My son has a diagnosis of Asperger's, and as he has got older I have realised that his AS caused his drug use, rather than his drug use causing his problems, iyswim. He suffers from anxiety and depression and self-medicates with drugs (as do a lot of people with high-functioning ASD and other mental health issues). It might be worth having a think about where the problems with your son started, and whether he might have a reason behind all his behaviour (looking at it all with fresh eyes might throw up something). I know why ds behaves as he does, which makes being dispassionate about dealing with him easier.

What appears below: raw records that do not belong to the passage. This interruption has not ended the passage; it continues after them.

//! Directory sync stage: HR directory entries to participants.
//!
//! The reader walks the tenant's directory listing. The first processed
//! entry triggers a pre-fetch that loads individual and employment details
//! for every listed id in batches of `prefetch_batch_size`; every entry is
//! then mapped from the cache. New participants are inserted, existing
//! ones are left untouched.

use std::collections::{HashMap, HashSet, VecDeque};
use std::sync::Arc;

use async_trait::async_trait;
use chrono::NaiveDate;
use parking_lot::Mutex;
use rust_decimal::Decimal;
use tokio::sync::OnceCell;
use tracing::{debug, info, warn};

use crate::batch::{
    FaultPolicy, ItemProcessor, ItemReader, KeyedWriter, Stage, StageContext, StageSettings,
    WriteMode,
};
use crate::config::{PipelineConfig, StageKind};
use crate::error::{EngineError, EngineResult};
use crate::external::HrDirectoryApi;
use crate::models::{DirectoryEntry, Employment, Individual, Participant};

use super::Resources;

/// The assembled sync stage.
pub type SyncStage = Stage<DirectoryReader, SyncProcessor, KeyedWriter<Participant>>;

#[derive(Default)]
struct Details {
    individuals: HashMap<String, Individual>,
    employments: HashMap<String, Employment>,
}

/// Per-job cache of directory data.
///
/// The listing is fetched once. The detail pre-fetch runs at most once to
/// success; a failed pre-fetch leaves the cache empty and is attempted
/// again by the next caller.
pub struct DirectoryCache {
    api: Arc<dyn HrDirectoryApi>,
    tenant_id: String,
    batch_size: usize,
    listing: OnceCell<Vec<DirectoryEntry>>,
    prefetched: OnceCell<()>,
    details: Mutex<Details>,
}

impl DirectoryCache {
    /// Creates an empty cache for `tenant_id`.
    pub fn new(
        api: Arc<dyn HrDirectoryApi>,
        tenant_id: impl Into<String>,
        batch_size: usize,
    ) -> Self {
        Self {
            api,
            tenant_id: tenant_id.into(),
            batch_size: batch_size.max(1),
            listing: OnceCell::new(),
            prefetched: OnceCell::new(),
            details: Mutex::new(Details::default()),
        }
    }

    /// The tenant's directory listing.
    pub async fn listing(&self) -> EngineResult<&[DirectoryEntry]> {
        let entries = self
            .listing
            .get_or_try_init(|| self.api.list_directory(&self.tenant_id))
            .await?;
        Ok(entries)
    }

    /// Loads details for every listed id, once.
    pub async fn prefetch(&self) -> EngineResult<()> {
        self.prefetched
            .get_or_try_init(|| self.load_details())
            .await
            .map(|_| ())
    }

    async fn load_details(&self) -> EngineResult<()> {
        let mut seen = HashSet::new();
        let ids: Vec<String> = self
            .listing()
            .await?
            .iter()
            .filter(|entry| seen.insert(entry.id.as_str()))
            .map(|entry| entry.id.clone())
            .collect();

        if ids.is_empty() {
            warn!(tenant_id = %self.tenant_id, "Directory listing is empty; nothing to pre-fetch");
            return Ok(());
        }

        let mut details = Details::default();
        for batch in ids.chunks(self.batch_size) {
            let responses = self.api.retrieve_individuals(&self.tenant_id, batch).await?;
            details.individuals.extend(
                responses
                    .into_iter()
                    .filter_map(|r| r.body.map(|body| (r.individual_id, body))),
            );
        }
        for batch in ids.chunks(self.batch_size) {
            let responses = self.api.retrieve_employments(&self.tenant_id, batch).await?;
            details.employments.extend(
                responses
                    .into_iter()
                    .filter_map(|r| r.body.map(|body| (r.individual_id, body))),
            );
        }

        info!(
            tenant_id = %self.tenant_id,
            ids = ids.len(),
            individuals = details.individuals.len(),
            employments = details.employments.len(),
            batch_size = self.batch_size,
            "Pre-fetched directory details"
        );
        *self.details.lock() = details;
        Ok(())
    }

    /// Cached personal details of `id`.
    pub fn individual(&self, id: &str) -> Option<Individual> {
        self.details.lock().individuals.get(id).cloned()
    }

    /// Cached employment details of `id`.
    pub fn employment(&self, id: &str) -> Option<Employment> {
        self.details.lock().employments.get(id).cloned()
    }

    /// Number of cached individual and employment entries.
    pub fn cached_counts(&self) -> (usize, usize) {
        let details = self.details.lock();
        (details.individuals.len(), details.employments.len())
    }

    /// Drops the cached details.
    pub fn flush(&self) {
        let (individuals, employments) = self.cached_counts();
        *self.details.lock() = Details::default();
        debug!(tenant_id = %self.tenant_id, individuals, employments, "Directory cache flushed");
    }
}

/// Reads the directory listing held by a [`DirectoryCache`].
pub struct DirectoryReader {
    cache: Arc<DirectoryCache>,
    entries: VecDeque<DirectoryEntry>,
}

impl DirectoryReader {
    /// Creates a reader over `cache`.
    pub fn new(cache: Arc<DirectoryCache>) -> Self {
        Self {
            cache,
            entries: VecDeque::new(),
        }
    }
}

#[async_trait]
impl ItemReader for DirectoryReader {
    type Item = DirectoryEntry;

    async fn open(&mut self, _ctx: &StageContext) -> EngineResult<()> {
        self.entries = self.cache.listing().await?.iter().cloned().collect();
        Ok(())
    }

    async fn read(&mut self) -> EngineResult<Option<DirectoryEntry>> {
        Ok(self.entries.pop_front())
    }
}

/// Maps a directory entry to a participant from cached details.
pub struct SyncProcessor {
    cache: Arc<DirectoryCache>,
    tenant_id: String,
}

impl SyncProcessor {
    /// Creates a processor for `tenant_id` reading from `cache`.
    pub fn new(cache: Arc<DirectoryCache>, tenant_id: impl Into<String>) -> Self {
        Self {
            cache,
            tenant_id: tenant_id.into(),
        }
    }
}

#[async_trait]
impl ItemProcessor for SyncProcessor {
    type Input = DirectoryEntry;
    type Output = Participant;

    async fn process(&self, entry: &DirectoryEntry) -> EngineResult<Option<Participant>> {
        self.cache.prefetch().await?;

        let individual = self.cache.individual(&entry.id).ok_or_else(|| {
            EngineError::DataNotFound {
                message: format!("no individual data for employee {}", entry.id),
            }
        })?;
        let employment = self.cache.employment(&entry.id).ok_or_else(|| {
            EngineError::DataNotFound {
                message: format!("no employment data for employee {}", entry.id),
            }
        })?;

        map_participant(&self.tenant_id, entry, &individual, &employment).map(Some)
    }
}

/// Builds a participant from directory payloads.
///
/// # Errors
///
/// Returns [`EngineError::Mapping`] for a malformed date or an income unit
/// that cannot be annualised.
pub fn map_participant(
    tenant_id: &str,
    entry: &DirectoryEntry,
    individual: &Individual,
    employment: &Employment,
) -> EngineResult<Participant> {
    let id = &entry.id;
    Ok(Participant {
        tenant_id: tenant_id.to_string(),
        employee_id: id.clone(),
        first_name: individual.first_name.clone().or_else(|| entry.first_name.clone()),
        last_name: individual.last_name.clone().or_else(|| entry.last_name.clone()),
        date_of_birth: parse_date(id, "dob", individual.dob.as_deref())?,
        hire_date: parse_date(id, "start_date", employment.start_date.as_deref())?,
        rehire_date: parse_date(
            id,
            "latest_rehire_date",
            employment.latest_rehire_date.as_deref(),
        )?,
        termination_date: parse_date(id, "end_date", employment.end_date.as_deref())?,
        employment_status: employment.employment_status.clone(),
        employment_type: employment.employment_type.clone(),
        annual_compensation: annual_compensation(id, employment)?,
        employee_contribution_percent: None,
        is_active: employment.is_active.or(entry.is_active).unwrap_or(false),
    })
}

fn parse_date(id: &str, field: &str, raw: Option<&str>) -> EngineResult<Option<NaiveDate>> {
    match raw.map(str::trim).filter(|s| !s.is_empty()) {
        None => Ok(None),
        Some(text) => NaiveDate::parse_from_str(text, "%Y-%m-%d")
            .map(Some)
            .map_err(|e| EngineError::Mapping {
                message: format!("employee {id}: invalid {field} '{text}': {e}"),
            }),
    }
}

fn annual_compensation(id: &str, employment: &Employment) -> EngineResult<Decimal> {
    let Some(income) = &employment.income else {
        return Ok(Decimal::ZERO);
    };
    // Amounts arrive in cents.
    let amount = Decimal::new(income.amount, 2);
    match income.unit.to_lowercase().as_str() {
        "yearly" => Ok(amount),
        "monthly" => Ok(amount * Decimal::from(12)),
        other => Err(EngineError::Mapping {
            message: format!("employee {id}: unsupported income unit '{other}'"),
        }),
    }
}

/// Assembles the stage around a fresh [`DirectoryCache`], also returned so
/// it can be flushed once the stage ends.
pub fn build(
    resources: &Resources,
    tenant_id: &str,
    config: &PipelineConfig,
) -> (SyncStage, Arc<DirectoryCache>) {
    let cache = Arc::new(DirectoryCache::new(
        Arc::clone(&resources.directory),
        tenant_id,
        config.prefetch_batch_size,
    ));
    let stage = Stage::new(
        StageKind::Sync,
        DirectoryReader::new(Arc::clone(&cache)),
        SyncProcessor::new(Arc::clone(&cache), tenant_id),
        KeyedWriter::new(Arc::clone(&resources.participants), WriteMode::InsertOnly),
        FaultPolicy::for_stage(StageKind::Sync, config.stage(StageKind::Sync)),
        StageSettings::from_config(StageKind::Sync, config),
    );
    (stage, cache)
}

I don't know if this helps, but you have my sympathy smile.

purplecupcake Wed 20-Jul-11 14:06:36

You have my sympathy.. i know all to well what drugs can do to a young persons life. We went through similar kind of thing with DS.
My DS started drugs at an early age, it got so bad that i threw him out the house, I helped him get his own place.. and still then i was doing everything for him and the more i gave the more he wanted, we hit breaking point when he OD on drugs 3 times in 2 weeks and ended up setting fire to his flat .. he was arrested, he phoned me for help and pleaded with me to let him come home .. i refused to help till helped hiself.. he spent 4 months in a Young offenders. He came out of it drug free and i finally got my son back smile It broke my heart to say NO to him but it was worth it in the end

no matter how evil you think your been by cutting ties with him, sometimes its the only thing you can do

keepingupwiththejoneses Wed 20-Jul-11 16:24:45

I have decided that I will keep my contact with ds as minimal as possible. maryz I know what you mean about the asd/adhd he has been assessed and given the all clear. I have tried limiting the money I give him to food and mobile top up once a month but he would beg and beg, when I refused to give him cash he them started to get aggressive, he has never actually hit me but I am scared of him.
purple I wish he would be put in somewhere for the crimes he does but he just keeps getting off, he has an ASBO and has been on tag so I feel it is only a matter of time. I know it sounds terrible but I want him to go to prison as at least I will know where he is and that he is as safe as he can be.
I am going to speak to my dad as ds is living there at the moment, I can't carry on with the stress anymore.

purplecupcake Thu 21-Jul-11 09:17:20

To me it doesn't sound terrible that you want him to go to prison, i felt the same way, the first night my DS spent in custody was the first night i had slept peacefully in a long time smile Hang in there and stand your ground, don't let him see your scared of him.